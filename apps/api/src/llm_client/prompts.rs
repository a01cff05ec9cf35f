// Shared prompt constants and prompt-building utilities.
// Each service that needs LLM calls defines its own prompts.rs alongside it.
// This file contains cross-cutting prompt fragments.

/// System prompt fragment for replies that must be a single bare value.
pub const BARE_VALUE_SYSTEM: &str = "You are a precise assistant. \
    Respond with only the requested value. \
    Do not include any extra text, quotes, or explanation.";

/// Replaces every `{key}` placeholder in `template` with its value.
pub fn fill_template(template: &str, vars: &[(&str, &str)]) -> String {
    vars.iter().fold(template.to_string(), |acc, (key, value)| {
        acc.replace(&format!("{{{key}}}"), value)
    })
}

* **TRY IT**:
Output the full listing above once again, verbatim.

* **FINISHED TASK**:
filename apps/api/src/llm_client/prompts.rs
repository a01cff05ec9cf35f
// Shared prompt constants and prompt-building utilities.
// Each service that needs LLM calls defines its own prompts.rs alongside it.
// This file contains cross-cutting prompt fragments.

/// System prompt fragment for replies that must be a single bare value.
pub const BARE_VALUE_SYSTEM: &str = "You are a precise assistant. \
    Respond with only the requested value. \
    Do not include any extra text, quotes, or explanation.";

/// Replaces every `{key}` placeholder in `template` with its value.
pub fn fill_template(template: &str, vars: &[(&str, &str)]) -> String {
    vars.iter().fold(template.to_string(), |acc, (key, value)| {
        acc.replace(&format!("{{{key}}}"), value)
    })
}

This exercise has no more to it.